Trenholm adds, "I suspect that, come the end of the contract, it will look quite different to the contract we have today, because we will have negotiated our way to a different place with IBM. And they're up for that conversation in fairness to them. They're not an organisation who is taking a negative view of this. It's a very positive conversation all round so hopefully we'll get somewhere."

However, Trenholm warns that once the first digital services have been delivered, the next challenge will be to tackle how to migrate away from legacy systems.

He says, "Our digital challenge in the short term is to deliver a set of services the public can see and touch and recognise. But what we will have to get really good at is linking those digital front ends that have got a lot of functionality and usability to quite gnarly old legacy systems. It's a challenge a lot of banks deal with- when they get a new system in, do not change their back end systems, but they put enough of a thick digital layer on the front end that they can get away with it.

"I think our challenge in government will be, once we've got past the first hump of releasing the first set of digital services, the challenge in the background around how do we turn off and migrate away from our legacy back end systems while keeping the lights on at the front end. That's a big, big challenge for us. It's a challenge we're engaged in right now on my programme [CAP delivery]."

Hopes for 2014

Regarding his hopes for the year ahead, Trenholm says, "I think we're going to see a lot better desktops; we're going to start to really nail down our long term plans around desktops, which will be important.

"I think we will be looking a lot more at the way we deal with our data. We've put a lot of data online but I'd like to go further and do that in a way that makes it as easy as possible to get to. At the moment we're publishing on data.gov.uk, we're putting data in the right file formats, but I'd like to go a bit further than that and make that available so an SME can just plug and play almost. We're having conversations with people at the moment about how we might go around doing that. Mike Bracken calls it 'wholesale' and it's exactly that: how can we be a wholesaler of data, which is going to deliver some interesting applications?"
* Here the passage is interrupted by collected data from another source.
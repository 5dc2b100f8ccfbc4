//! Identity resolution for inbound requests.

use std::net::{IpAddr, SocketAddr};

use axum::extract::ConnectInfo;
use axum::http::Request;

use crate::ratelimit::{Principal, RequestContext};

/// Build the governor context for a request.
///
/// The principal comes from request extensions (set by the upstream auth
/// layer). The client address comes from the connection, or from proxy
/// headers when `trust_proxy` is set.
pub fn request_context<B>(request: &Request<B>, trust_proxy: bool) -> RequestContext {
    let mut ctx = RequestContext::new(request.uri().path());

    if let Some(ip) = client_ip(request, trust_proxy) {
        ctx = ctx.with_remote_addr(ip);
    }
    if let Some(principal) = request.extensions().get::<Principal>() {
        ctx = ctx.with_principal(principal.clone());
    }

    ctx
}

fn client_ip<B>(request: &Request<B>, trust_proxy: bool) -> Option<IpAddr> {
    if trust_proxy {
        if let Some(ip) = forwarded_ip(request) {
            return Some(ip);
        }
    }

    request
        .extensions()
        .get::<ConnectInfo<SocketAddr>>()
        .map(|ConnectInfo(addr)| addr.ip())
}

fn forwarded_ip<B>(request: &Request<B>) -> Option<IpAddr> {
    let headers = request.headers();

    // Leftmost entry is the original client.
    let from_xff = headers
        .get("X-Forwarded-For")
        .and_then(|v| v.to_str().ok())
        .and_then(|v| v.split(',').next())
        .and_then(|ip| ip.trim().parse().ok());

    from_xff.or_else(|| {
        headers
            .get("X-Real-IP")
            .and_then(|v| v.to_str().ok())
            .and_then(|ip| ip.trim().parse().ok())
    })
}
//! Escalation ladder for the graduated abuse detector.
//!
//! Each rung covers a band of per-window request counts and names what to do
//! when a request lands in it. Rungs are kept sorted from the highest band
//! down, so only the most severe applicable rung fires. Adding a severity is
//! inserting a rung.

use std::time::Duration;

/// What the detector does for a request whose count lands on a rung.
#[derive(Debug, Clone, Copy, PartialEq, Eq)]
pub enum Action {
    /// Block immediately for this long.
    Block(Duration),
    /// Record a warning; block for `block` once `max_warnings` accumulate.
    Warn { max_warnings: i64, block: Duration },
}

/// One band of the ladder: counts in `(above, up_to]`.
#[derive(Debug, Clone, Copy, PartialEq, Eq)]
pub struct Rung {
    /// Exclusive lower bound
    pub above: i64,
    /// Inclusive upper bound; `None` means unbounded
    pub up_to: Option<i64>,
    /// Action for counts in the band
    pub action: Action,
}

impl Rung {
    /// Create a rung.
    pub fn new(above: i64, up_to: Option<i64>, action: Action) -> Self {
        Self {
            above,
            up_to,
            action,
        }
    }

    /// Whether `count` falls in this band.
    pub fn matches(&self, count: i64) -> bool {
        count > self.above && self.up_to.map_or(true, |up_to| count <= up_to)
    }
}

/// Ordered list of rungs, evaluated top-down.
#[derive(Debug, Clone, PartialEq, Eq)]
pub struct Ladder {
    rungs: Vec<Rung>,
}

impl Ladder {
    /// Build a ladder. Rungs are sorted highest band first.
    pub fn new(mut rungs: Vec<Rung>) -> Self {
        rungs.sort_by(|a, b| b.above.cmp(&a.above));
        Self { rungs }
    }

    /// The action for `count`, or `None` when no rung applies.
    pub fn classify(&self, count: i64) -> Option<Action> {
        self.rungs
            .iter()
            .find(|rung| rung.matches(count))
            .map(|rung| rung.action)
    }

    /// Rungs, highest first.
    pub fn rungs(&self) -> &[Rung] {
        &self.rungs
    }
}

impl Default for Ladder {
    /// More than 120 per minute: 30 minutes. More than 90: 5 minutes.
    /// More than 60: warn, and block for a minute on the third warning.
    fn default() -> Self {
        Self::new(vec![
            Rung::new(120, None, Action::Block(Duration::from_secs(1800))),
            Rung::new(90, Some(120), Action::Block(Duration::from_secs(300))),
            Rung::new(
                60,
                Some(90),
                Action::Warn {
                    max_warnings: 3,
                    block: Duration::from_secs(60),
                },
            ),
        ])
    }
}

#[cfg(test)]
mod tests {
    use super::*;

    #[test]
    fn test_default_ladder_bands() {
        let ladder = Ladder::default();

        assert_eq!(ladder.classify(1), None);
        assert_eq!(ladder.classify(60), None);
        assert!(matches!(ladder.classify(61), Some(Action::Warn { max_warnings: 3, .. })));
        assert!(matches!(ladder.classify(90), Some(Action::Warn { .. })));
        assert_eq!(ladder.classify(91), Some(Action::Block(Duration::from_secs(300))));
        assert_eq!(ladder.classify(120), Some(Action::Block(Duration::from_secs(300))));
        assert_eq!(ladder.classify(121), Some(Action::Block(Duration::from_secs(1800))));
        assert_eq!(ladder.classify(10_000), Some(Action::Block(Duration::from_secs(1800))));
    }

    #[test]
    fn test_rungs_sorted_high_to_low() {
        let ladder = Ladder::new(vec![
            Rung::new(10, None, Action::Block(Duration::from_secs(1))),
            Rung::new(50, None, Action::Block(Duration::from_secs(2))),
        ]);

        assert_eq!(ladder.rungs()[0].above, 50);
        // Overlapping unbounded rungs: the higher one wins.
        assert_eq!(ladder.classify(51), Some(Action::Block(Duration::from_secs(2))));
        assert_eq!(ladder.classify(11), Some(Action::Block(Duration::from_secs(1))));
    }

    #[test]
    fn test_inserting_a_rung() {
        let mut rungs = Ladder::default().rungs().to_vec();
        rungs.push(Rung::new(500, None, Action::Block(Duration::from_secs(86_400))));
        let ladder = Ladder::new(rungs);

        assert_eq!(ladder.classify(501), Some(Action::Block(Duration::from_secs(86_400))));
        assert_eq!(ladder.classify(200), Some(Action::Block(Duration::from_secs(1800))));
    }
}
//! Rendering governor outcomes onto HTTP responses.

use axum::http::header::RETRY_AFTER;
use axum::http::{HeaderMap, HeaderName, HeaderValue, StatusCode};
use axum::response::{IntoResponse, Response};
use axum::Json;
use serde::Serialize;
use tracing::debug;

use crate::ratelimit::{HeaderPair, Rejection};

#[derive(Debug, Serialize)]
struct RejectionBody<'a> {
    status: u16,
    message: &'a str,
}

/// 429 with `{"status":429,"message":...}`, `Retry-After` and tier headers.
pub fn rejection_response(rejection: &Rejection) -> Response {
    let status = StatusCode::TOO_MANY_REQUESTS;
    let body = RejectionBody {
        status: status.as_u16(),
        message: &rejection.message,
    };

    let mut response = (status, Json(body)).into_response();
    let headers = response.headers_mut();

    if let Some(secs) = rejection.retry_after_secs {
        headers.insert(RETRY_AFTER, HeaderValue::from(secs));
    }
    apply_headers(headers, &rejection.headers);

    response
}

/// Insert governor headers, replacing any existing value.
pub fn apply_headers(headers: &mut HeaderMap, pairs: &[HeaderPair]) {
    for (name, value) in pairs {
        match (
            HeaderName::from_bytes(name.as_bytes()),
            HeaderValue::from_str(value),
        ) {
            (Ok(name), Ok(value)) => {
                headers.insert(name, value);
            }
            _ => debug!(header = *name, "Skipping invalid rate limit header"),
        }
    }
}
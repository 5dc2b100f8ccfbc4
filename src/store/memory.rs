//! Process-local counter store.
//!
//! Mirrors the Redis semantics the limiters rely on (INCR leaves the TTL
//! alone, expired keys read as missing) but is not shared between instances.
//! Uses `tokio::time::Instant` so paused-clock tests can drive expiry.

use std::sync::Arc;
use std::time::Duration;

use async_trait::async_trait;
use dashmap::DashMap;
use tokio::task::JoinHandle;
use tokio::time::Instant;
use tracing::trace;

use super::{ttl_secs, CounterStore, KeyTtl};
use crate::error::StoreResult;

#[derive(Debug, Clone, Copy)]
struct Entry {
    value: i64,
    expires_at: Option<Instant>,
}

impl Entry {
    fn is_live(&self, now: Instant) -> bool {
        self.expires_at.map_or(true, |at| at > now)
    }
}

/// In-memory counter store.
///
/// Cloning shares the underlying map.
#[derive(Debug, Clone, Default)]
pub struct MemoryStore {
    entries: Arc<DashMap<String, Entry>>,
}

impl MemoryStore {
    /// Create an empty store.
    pub fn new() -> Self {
        Self::default()
    }

    /// Number of keys currently held, including expired ones not yet purged.
    pub fn len(&self) -> usize {
        self.entries.len()
    }

    /// Whether the store holds no keys.
    pub fn is_empty(&self) -> bool {
        self.entries.is_empty()
    }

    /// Drop every expired key. Returns how many were removed.
    pub fn purge_expired(&self) -> usize {
        let now = Instant::now();
        let before = self.entries.len();
        self.entries.retain(|_, entry| entry.is_live(now));
        before.saturating_sub(self.entries.len())
    }

    /// Periodically purge expired keys until the returned task is aborted.
    pub fn spawn_sweeper(&self, interval: Duration) -> JoinHandle<()> {
        let store = self.clone();
        tokio::spawn(async move {
            let mut ticker = tokio::time::interval(interval);
            ticker.tick().await;
            loop {
                ticker.tick().await;
                let purged = store.purge_expired();
                if purged > 0 {
                    trace!(purged, remaining = store.len(), "Purged expired counters");
                }
            }
        })
    }
}

#[async_trait]
impl CounterStore for MemoryStore {
    async fn increment(&self, key: &str) -> StoreResult<i64> {
        let now = Instant::now();
        let mut entry = self.entries.entry(key.to_string()).or_insert(Entry {
            value: 0,
            expires_at: None,
        });

        if !entry.is_live(now) {
            *entry = Entry {
                value: 0,
                expires_at: None,
            };
        }

        entry.value += 1;
        Ok(entry.value)
    }

    async fn ttl(&self, key: &str) -> StoreResult<KeyTtl> {
        let now = Instant::now();
        let ttl = match self.entries.get(key).map(|e| *e) {
            None => KeyTtl::Missing,
            Some(entry) if !entry.is_live(now) => KeyTtl::Missing,
            Some(Entry {
                expires_at: None, ..
            }) => KeyTtl::NoExpiry,
            Some(Entry {
                expires_at: Some(at),
                ..
            }) => {
                let left = at.saturating_duration_since(now);
                KeyTtl::Remaining(ttl_secs(left))
            }
        };
        Ok(ttl)
    }

    async fn set_with_expiry(&self, key: &str, value: i64, ttl: Duration) -> StoreResult<()> {
        let expires_at = Instant::now() + Duration::from_secs(ttl_secs(ttl));
        self.entries.insert(
            key.to_string(),
            Entry {
                value,
                expires_at: Some(expires_at),
            },
        );
        Ok(())
    }

    async fn expire(&self, key: &str, ttl: Duration) -> StoreResult<bool> {
        let now = Instant::now();
        match self.entries.get_mut(key) {
            Some(mut entry) if entry.is_live(now) => {
                entry.expires_at = Some(now + Duration::from_secs(ttl_secs(ttl)));
                Ok(true)
            }
            _ => Ok(false),
        }
    }

    fn backend(&self) -> &'static str {
        "memory"
    }
}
He adds, "I think that sort of interplay between industry, citizens and government is going to be a trend for the next couple of years. Because, if you look at the macroeconomics of the government, we can't afford to keep just delivering more and more services, and we need to find the same level of value and outcomes without necessarily doing direct delivery ourselves."

Being a positive deviant

When asked his advice for other leaders across the civil service, Trenholm points to the American surgeon and writer Atul Gawande and his thoughts on being a 'positive deviant'.

He says, "What that's about is asking the unscripted questions, being prepared to challenge to what can feel like a slightly unreasonable level. So rather than comparing what we're doing with the Department for Work & Pensions or DfE [Department for Education] or whatever, compare what we're doing with John Lewis or Amazon."

Trenholm's other piece of advice is to "Change and do it quickly. You never regret not going fast enough. No one ever says 'that piece of change I've just led, it would be good if it went a bit slower'. You always look back and think 'actually if I'd pushed a bit harder there or there, the whole thing would have been better'.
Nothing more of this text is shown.